Le radici filosofiche della conservazione
Queste domande hanno radici filosofiche antiche che risalgono a Parmenide di Elea, filosofo greco vissuto tra il VI e il V secolo a.C., il quale sosteneva che "ciò che è, è e non può non essere; ciò che non è, non è e non può essere". Tale principio fu poi ripreso come fondamento della fisica epicurea e si tradusse nella celebre locuzione lucreziana "ex nihilo nihil fit", cioè "dal nulla non può nascere nulla". Nel suo De rerum natura, il poeta latino Lucrezio fornì molti esempi assurdi per convincere della veridicità di questo principio, come "gli uomini potrebbero nascere dal mare, i pesci dal cielo". Nel corso della storia del pensiero, questa proposizione si è trasformata nella famosa frase "nulla si crea, nulla si distrugge, ma tutto si trasforma", attribuita al chimico Antoine Lavoisier e alla sua legge di conservazione della massa.
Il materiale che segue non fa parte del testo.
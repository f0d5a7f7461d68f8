//! Tag-to-factory registry.

use crate::attributes::Attributes;
use crate::kind::FieldKind;
use crate::namespaces::NS_TEMPLATES;
use crate::panel::TopPanel;
use crate::FieldId;
use rustc_hash::FxHashMap;
use smol_str::SmolStr;
use std::fmt;
use std::rc::Rc;
use template_xml::make_uri;

/// Creates fields for a template tag.
pub trait FieldFactory: fmt::Debug {
    /// Create and register a field in `panel`.
    ///
    /// Returning `None` makes the tag behave as if it were not registered.
    fn new_field(&self, panel: &mut TopPanel, attributes: Attributes) -> Option<FieldId>;
}

impl FieldFactory for FieldKind {
    fn new_field(&self, panel: &mut TopPanel, attributes: Attributes) -> Option<FieldId> {
        Some(panel.create_field(*self, attributes))
    }
}

/// Maps tag URIs to field factories.
#[derive(Debug, Clone, Default)]
pub struct FieldRegistry {
    factories: FxHashMap<SmolStr, Rc<dyn FieldFactory>>,
}

impl FieldRegistry {
    /// Create a registry holding the built-in vocabulary.
    pub fn new() -> Self {
        let mut registry = Self::empty();
        for (local, kind) in FieldKind::BUILTIN_TAGS {
            registry.register(Some(NS_TEMPLATES), local, Rc::new(kind));
        }
        registry
    }

    /// Create a registry with no entries.
    pub fn empty() -> Self {
        Self::default()
    }

    /// Register a factory, replacing any previous one for the same tag.
    pub fn register(&mut self, namespace: Option<&str>, local: &str, factory: Rc<dyn FieldFactory>) {
        self.factories
            .insert(make_uri(namespace, local), factory);
    }

    /// Find the factory of a tag.
    pub fn lookup(&self, namespace: Option<&str>, local: &str) -> Option<Rc<dyn FieldFactory>> {
        self.lookup_uri(&make_uri(namespace, local))
    }

    /// Find the factory of a tag URI.
    pub fn lookup_uri(&self, uri: &str) -> Option<Rc<dyn FieldFactory>> {
        self.factories.get(uri).cloned()
    }

    /// Number of registered tags.
    pub fn len(&self) -> usize {
        self.factories.len()
    }

    /// Check if no tag is registered.
    pub fn is_empty(&self) -> bool {
        self.factories.is_empty()
    }
}
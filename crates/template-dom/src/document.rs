//! The document trait.

use crate::error::{DomError, DomResult};
use log::warn;
use std::fmt;

/// Handle to a node of a [`Document`].
///
/// Handles stay valid for the lifetime of the document that issued them;
/// detached nodes can be inserted again.
#[derive(Debug, Clone, Copy, PartialEq, Eq, Hash, PartialOrd, Ord)]
pub struct NodeId(u32);

impl NodeId {
    /// Create a handle from an arena index.
    pub fn new(index: usize) -> Self {
        Self(index as u32)
    }

    /// Get the arena index.
    pub fn index(self) -> usize {
        self.0 as usize
    }
}

impl fmt::Display for NodeId {
    fn fmt(&self, f: &mut fmt::Formatter<'_>) -> fmt::Result {
        write!(f, "#{}", self.0)
    }
}

/// A mutable HTML document.
pub trait Document {
    /// Create a detached element.
    fn create_element(&mut self, tag: &str) -> NodeId;

    /// Create a detached text node.
    fn create_text(&mut self, text: &str) -> NodeId;

    /// Tag name of an element, `None` for text.
    fn tag_name(&self, node: NodeId) -> Option<&str>;

    /// Get an attribute of an element.
    fn attribute(&self, node: NodeId, name: &str) -> Option<&str>;

    /// Set an attribute of an element; ignored on text nodes.
    fn set_attribute(&mut self, node: NodeId, name: &str, value: &str);

    /// Remove an attribute of an element.
    fn remove_attribute(&mut self, node: NodeId, name: &str);

    /// Parent of a node.
    fn parent(&self, node: NodeId) -> Option<NodeId>;

    /// First child of a node.
    fn first_child(&self, node: NodeId) -> Option<NodeId>;

    /// Next sibling of a node.
    fn next_sibling(&self, node: NodeId) -> Option<NodeId>;

    /// Append `child` to `parent`, detaching it first.
    fn append_child(&mut self, parent: NodeId, child: NodeId) -> DomResult<()>;

    /// Insert `child` before `reference`, detaching it first.
    fn insert_before(&mut self, parent: NodeId, child: NodeId, reference: NodeId)
        -> DomResult<()>;

    /// Remove `child` from `parent`.
    fn remove_child(&mut self, parent: NodeId, child: NodeId) -> DomResult<()>;

    /// Replace the content of `node` with parsed markup.
    fn set_inner_html(&mut self, node: NodeId, html: &str) -> DomResult<()>;

    /// Serialized content of `node`.
    fn inner_html(&self, node: NodeId) -> String;

    /// Serialized `node` including its own tag.
    fn outer_html(&self, node: NodeId) -> String;

    /// Concatenated text of the subtree.
    fn text_content(&self, node: NodeId) -> String;

    /// Replace the content of `node` with a single text node.
    fn set_text_content(&mut self, node: NodeId, text: &str);

    /// Children of `node` in order.
    fn children(&self, node: NodeId) -> Vec<NodeId> {
        let mut out = Vec::new();
        let mut child = self.first_child(node);
        while let Some(current) = child {
            out.push(current);
            child = self.next_sibling(current);
        }
        out
    }

    /// Find the element with the given `id` attribute below `root`.
    fn element_by_id(&self, root: NodeId, id: &str) -> Option<NodeId> {
        let mut child = self.first_child(root);
        while let Some(current) = child {
            if self.attribute(current, "id") == Some(id) {
                return Some(current);
            }
            if let Some(found) = self.element_by_id(current, id) {
                return Some(found);
            }
            child = self.next_sibling(current);
        }
        None
    }

    /// Detach `node` from its parent, if any.
    fn detach(&mut self, node: NodeId) {
        if let Some(parent) = self.parent(node) {
            if let Err(err) = self.remove_child(parent, node) {
                warn!("cannot detach {}: {}", node, err);
            }
        }
    }

    /// Remove every child of `node`.
    fn remove_children(&mut self, node: NodeId) {
        for child in self.children(node) {
            if let Err(err) = self.remove_child(node, child) {
                warn!("cannot remove {} from {}: {}", child, node, err);
            }
        }
    }

    /// Check whether `ancestor` contains `node` (or is `node`).
    fn contains(&self, ancestor: NodeId, node: NodeId) -> bool {
        let mut current = Some(node);
        while let Some(id) = current {
            if id == ancestor {
                return true;
            }
            current = self.parent(id);
        }
        false
    }
}

/// Fail when inserting `child` under `parent` would create a cycle.
pub(crate) fn check_hierarchy<D: Document + ?Sized>(
    doc: &D,
    parent: NodeId,
    child: NodeId,
) -> DomResult<()> {
    if doc.tag_name(parent).is_none() {
        return Err(DomError::hierarchy("Text nodes cannot have children"));
    }
    if doc.contains(child, parent) {
        return Err(DomError::hierarchy("A node cannot be inserted into itself"));
    }
    Ok(())
}
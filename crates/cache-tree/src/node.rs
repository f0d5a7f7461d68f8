//! Cache node types.

use std::fmt;
use std::slice;

/// A node of a compiled cache.
#[derive(Debug, Clone, PartialEq, Eq, Hash)]
#[cfg_attr(feature = "serde", derive(serde::Serialize, serde::Deserialize))]
pub enum CacheNode<P> {
    /// A run of static markup.
    Text(TextNode),
    /// A dynamic element with its compiled content.
    Composite(CompositeNode<P>),
}

impl<P> CacheNode<P> {
    /// Get the text node, if this is one.
    pub fn as_text(&self) -> Option<&TextNode> {
        match self {
            Self::Text(text) => Some(text),
            Self::Composite(_) => None,
        }
    }

    /// Get the composite node, if this is one.
    pub fn as_composite(&self) -> Option<&CompositeNode<P>> {
        match self {
            Self::Text(_) => None,
            Self::Composite(composite) => Some(composite),
        }
    }
}

/// Static markup cached verbatim.
#[derive(Debug, Clone, PartialEq, Eq, Hash, Default)]
#[cfg_attr(feature = "serde", derive(serde::Serialize, serde::Deserialize))]
pub struct TextNode {
    /// The cached text.
    pub text: String,
}

impl TextNode {
    /// Create a new text node.
    pub fn new(text: impl Into<String>) -> Self {
        Self { text: text.into() }
    }

    /// Get the cached text.
    pub fn as_str(&self) -> &str {
        &self.text
    }
}

impl fmt::Display for TextNode {
    fn fmt(&self, f: &mut fmt::Formatter<'_>) -> fmt::Result {
        f.write_str(&self.text)
    }
}

/// A dynamic element of the cache.
///
/// The payload carries whatever the consumer needs to instantiate the
/// element later (a factory, the source element...). The root of a cache
/// is a composite node whose payload describes a pure container.
///
/// Children never contain two adjacent [`TextNode`]s nor an empty one:
/// [`CompositeNode::push`] merges and drops text as needed.
#[derive(Debug, Clone, PartialEq, Eq, Hash)]
#[cfg_attr(feature = "serde", derive(serde::Serialize, serde::Deserialize))]
pub struct CompositeNode<P> {
    /// The payload attached by the cache source.
    pub payload: P,
    children: Vec<CacheNode<P>>,
}

impl<P> CompositeNode<P> {
    /// Create an empty composite node.
    pub fn new(payload: P) -> Self {
        Self {
            payload,
            children: Vec::new(),
        }
    }

    /// Append a child, merging it into a preceding text run if both are text.
    pub fn push(&mut self, node: CacheNode<P>) {
        match node {
            CacheNode::Text(text) => self.push_text(&text.text),
            composite => self.children.push(composite),
        }
    }

    /// Append static text.
    pub fn push_text(&mut self, text: &str) {
        if text.is_empty() {
            return;
        }
        if let Some(CacheNode::Text(last)) = self.children.last_mut() {
            last.text.push_str(text);
        } else {
            self.children.push(CacheNode::Text(TextNode::new(text)));
        }
    }

    /// Get the children in document order.
    pub fn children(&self) -> &[CacheNode<P>] {
        &self.children
    }

    /// Iterate over the children.
    pub fn iter(&self) -> slice::Iter<'_, CacheNode<P>> {
        self.children.iter()
    }

    /// Get the number of direct children.
    pub fn len(&self) -> usize {
        self.children.len()
    }

    /// Check if this node has no children.
    pub fn is_empty(&self) -> bool {
        self.children.is_empty()
    }

    /// Nesting depth of composite nodes below this one (0 for a leaf).
    pub fn depth(&self) -> usize {
        self.children
            .iter()
            .filter_map(CacheNode::as_composite)
            .map(|child| child.depth() + 1)
            .max()
            .unwrap_or(0)
    }

    /// Concatenate every cached text run of the subtree in document order.
    pub fn text(&self) -> String {
        let mut out = String::new();
        self.write_text(&mut out);
        out
    }

    /// Append every cached text run of the subtree to `out`.
    pub fn write_text(&self, out: &mut String) {
        for child in &self.children {
            match child {
                CacheNode::Text(text) => out.push_str(&text.text),
                CacheNode::Composite(composite) => composite.write_text(out),
            }
        }
    }
}

impl<'a, P> IntoIterator for &'a CompositeNode<P> {
    type Item = &'a CacheNode<P>;
    type IntoIter = slice::Iter<'a, CacheNode<P>>;

    fn into_iter(self) -> Self::IntoIter {
        self.iter()
    }
}
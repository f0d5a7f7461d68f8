//! Error types for document operations.

use std::fmt;

/// Result type for document operations.
pub type DomResult<T> = Result<T, DomError>;

/// An error raised by a [`crate::Document`].
#[derive(Debug, Clone, PartialEq, Eq)]
pub struct DomError {
    /// The error message.
    pub message: String,
    /// The error code.
    pub code: DomErrorCode,
}

impl DomError {
    /// Create a new document error.
    pub fn new(message: impl Into<String>, code: DomErrorCode) -> Self {
        Self {
            message: message.into(),
            code,
        }
    }

    /// Create an invalid markup error.
    pub fn invalid_markup(message: impl fmt::Display) -> Self {
        Self::new(
            format!("Invalid markup: {}", message),
            DomErrorCode::InvalidMarkup,
        )
    }

    /// Create a not-a-child error.
    pub fn not_a_child() -> Self {
        Self::new(
            "The reference node is not a child of this node",
            DomErrorCode::NotAChild,
        )
    }

    /// Create a hierarchy error.
    pub fn hierarchy(message: impl Into<String>) -> Self {
        Self::new(message, DomErrorCode::Hierarchy)
    }
}

impl fmt::Display for DomError {
    fn fmt(&self, f: &mut fmt::Formatter<'_>) -> fmt::Result {
        write!(f, "{}", self.message)
    }
}

impl std::error::Error for DomError {}

/// Error codes for document operations.
#[derive(Debug, Clone, Copy, PartialEq, Eq, Hash)]
pub enum DomErrorCode {
    /// Markup that could not be parsed.
    InvalidMarkup,
    /// A node expected to be a child was not.
    NotAChild,
    /// Insertion that would break the tree (into a text node, into itself).
    Hierarchy,
}

impl DomErrorCode {
    /// Get the error code as a string.
    pub fn as_str(&self) -> &'static str {
        match self {
            Self::InvalidMarkup => "invalid-markup",
            Self::NotAChild => "not-a-child",
            Self::Hierarchy => "hierarchy",
        }
    }
}

impl fmt::Display for DomErrorCode {
    fn fmt(&self, f: &mut fmt::Formatter<'_>) -> fmt::Result {
        write!(f, "{}", self.as_str())
    }
}
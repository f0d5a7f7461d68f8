//! Compilation of template elements into caches.

use cache_tree::{CacheSource, Children, CompositeNode};
use std::convert::Infallible;
use std::fmt;
use std::hash::{Hash, Hasher};
use std::rc::Rc;
use smol_str::SmolStr;
use template_fields::namespaces::{is_reserved, TAG_URI};
use template_fields::{Attributes, FieldFactory, FieldRegistry};
use template_xml::{escape, serialize_close_tag, serialize_open_tag, Element, Node};

/// Payload of a composite cache node: one template element bound to the
/// factory of its tag.
///
/// The synthetic root of a template has no factory.
#[derive(Clone)]
pub struct ElementCache {
    /// Factory creating the field, `None` for the template root.
    pub factory: Option<Rc<dyn FieldFactory>>,
    /// URI of the element tag.
    pub tag: SmolStr,
    /// Field attributes: the element attributes by URI plus the tag URI.
    pub attributes: Attributes,
}

impl ElementCache {
    fn new(factory: Option<Rc<dyn FieldFactory>>, element: &Element) -> Self {
        let mut attributes = element_attributes(element);
        attributes.insert(TAG_URI, element.uri.as_str());
        Self {
            factory,
            tag: element.uri.clone(),
            attributes,
        }
    }
}

impl fmt::Debug for ElementCache {
    fn fmt(&self, f: &mut fmt::Formatter<'_>) -> fmt::Result {
        f.debug_struct("ElementCache")
            .field("tag", &self.tag)
            .field("dynamic", &self.factory.is_some())
            .field("attributes", &self.attributes)
            .finish()
    }
}

impl PartialEq for ElementCache {
    fn eq(&self, other: &Self) -> bool {
        let same_factory = match (&self.factory, &other.factory) {
            (Some(a), Some(b)) => Rc::ptr_eq(a, b),
            (None, None) => true,
            _ => false,
        };
        same_factory && self.tag == other.tag && self.attributes == other.attributes
    }
}

impl Eq for ElementCache {}

impl Hash for ElementCache {
    fn hash<H: Hasher>(&self, state: &mut H) {
        self.tag.hash(state);
        for (uri, value) in self.attributes.iter() {
            uri.hash(state);
            value.hash(state);
        }
    }
}

/// Attributes of an element keyed by URI.
pub fn element_attributes(element: &Element) -> Attributes {
    element
        .attributes
        .iter()
        .map(|attribute| (attribute.uri.clone(), attribute.value.clone()))
        .collect()
}

/// Cache hooks over template XML.
///
/// Registered tags become composites. Reserved tags that are not registered
/// are transparent, every other element is serialized around its content.
#[derive(Debug, Clone, Copy)]
pub struct TemplateSource<'r> {
    registry: &'r FieldRegistry,
}

impl<'r> TemplateSource<'r> {
    /// Create a source resolving tags through `registry`.
    pub fn new(registry: &'r FieldRegistry) -> Self {
        Self { registry }
    }
}

impl CacheSource for TemplateSource<'_> {
    type Node = Node;
    type Payload = ElementCache;
    type Error = Infallible;

    fn new_root(&self, root: &Node) -> Result<CompositeNode<ElementCache>, Infallible> {
        let payload = match root {
            Node::Element(element) => ElementCache::new(None, element),
            Node::Text(_) => ElementCache {
                factory: None,
                tag: SmolStr::default(),
                attributes: Attributes::new(),
            },
        };
        Ok(CompositeNode::new(payload))
    }

    fn composite(&self, node: &Node) -> Result<Option<CompositeNode<ElementCache>>, Infallible> {
        let Node::Element(element) = node else {
            return Ok(None);
        };
        Ok(self
            .registry
            .lookup_uri(&element.uri)
            .map(|factory| CompositeNode::new(ElementCache::new(Some(factory), element))))
    }

    fn text_prefix(
        &self,
        node: &Node,
        composite: Option<&CompositeNode<ElementCache>>,
    ) -> Result<Option<String>, Infallible> {
        if composite.is_some() {
            return Ok(None);
        }
        let mut out = String::new();
        match node {
            Node::Element(element) if is_reserved(&element.uri) => return Ok(None),
            Node::Element(element) => serialize_open_tag(element, &mut out),
            Node::Text(text) => escape(text, &mut out),
        }
        Ok(Some(out))
    }

    fn text_suffix(
        &self,
        node: &Node,
        composite: Option<&CompositeNode<ElementCache>>,
    ) -> Result<Option<String>, Infallible> {
        match node {
            Node::Element(element) if composite.is_none() && !is_reserved(&element.uri) => {
                let mut out = String::new();
                serialize_close_tag(element, &mut out);
                Ok(Some(out))
            }
            _ => Ok(None),
        }
    }

    fn children<'a>(
        &self,
        node: &'a Node,
        _composite: Option<&CompositeNode<ElementCache>>,
    ) -> Option<Children<'a, Node>> {
        match node {
            Node::Element(element) => Some(Box::new(element.children.iter())),
            Node::Text(_) => None,
        }
    }
}

#[cfg(test)]
mod tests {
    use super::*;
    use cache_tree::{CacheBuilder, CacheNode};
    use pretty_assertions::assert_eq;
    use template_xml::parse_document;

    const NS: &str = "xmlns:t='http://www.adnotatio.org/ns/templates#'";

    fn compile(registry: &FieldRegistry, xml: &str) -> CompositeNode<ElementCache> {
        let document = parse_document(xml).unwrap();
        let builder = CacheBuilder::new(TemplateSource::new(registry));
        let root = Node::Element(document.root);
        builder.build(&root).unwrap_or_else(|never| match never {})
    }

    fn local(node: &CacheNode<ElementCache>) -> &str {
        let composite = node.as_composite().unwrap();
        template_xml::local_name_of(&composite.payload.tag).unwrap()
    }

    #[test]
    fn test_scenario_cache_shape() {
        let registry = FieldRegistry::new();
        let xml = format!(
            "<t:template {NS} t:name='form'><t:panel><t:input t:name='x'/> hello <t:button t:label='Go'/></t:panel></t:template>"
        );
        let cache = compile(&registry, &xml);
        assert!(cache.payload.factory.is_none());
        assert_eq!(cache.len(), 1);

        let panel = cache.children()[0].as_composite().unwrap();
        assert_eq!(local(&cache.children()[0]), "panel");
        let children = panel.children();
        assert_eq!(children.len(), 3);
        assert_eq!(local(&children[0]), "input");
        assert_eq!(children[1].as_text().map(|t| t.as_str()), Some(" hello "));
        assert_eq!(local(&children[2]), "button");
        assert_eq!(
            children[0].as_composite().unwrap().payload.attributes.get(TAG_URI),
            Some("http://www.adnotatio.org/ns/templates#input")
        );
    }

    #[test]
    fn test_passthrough_markup() {
        let registry = FieldRegistry::new();
        let xml = format!(
            "<t:template {NS}><div class='a&amp;b'>x &lt; y<t:unknown>in</t:unknown><my:tag xmlns:my='urn:my'/></div></t:template>"
        );
        let cache = compile(&registry, &xml);
        insta::assert_snapshot!(cache.text(), @"<div class='a&amp;b'>x &lt; yin<my:tag xmlns:my='urn:my'></my:tag></div>");
    }

    #[test]
    fn test_rebuild_is_equal() {
        let registry = FieldRegistry::new();
        let xml = format!(
            "<t:template {NS}><p>a</p><t:panel><t:tabs><t:tab t:label='One'>b</t:tab></t:tabs></t:panel>c</t:template>"
        );
        let first = compile(&registry, &xml);
        let second = compile(&registry, &xml);
        assert_eq!(first, second);
        assert_eq!(first.depth(), 3);
    }
}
La rivoluzione einsteiniana
Per secoli, se non millenni, si è pensato che queste leggi di conservazione fossero fondamentali e intrinseche nella struttura stessa dell'universo: erano i postulati del cosmo. Tuttavia, un certo fisico tedesco, che già nel 1905 aveva rivoluzionato 2300 anni di fisica con la sua "teoria della relatività ristretta", dieci anni più tardi, con la sua "teoria della relatività generale", dimostrò che l'energia non viene conservata in ogni caso. Così Albert Einstein demolì nuovamente i principi su cui si reggeva la fisica classica, come se fossero foglie d'autunno.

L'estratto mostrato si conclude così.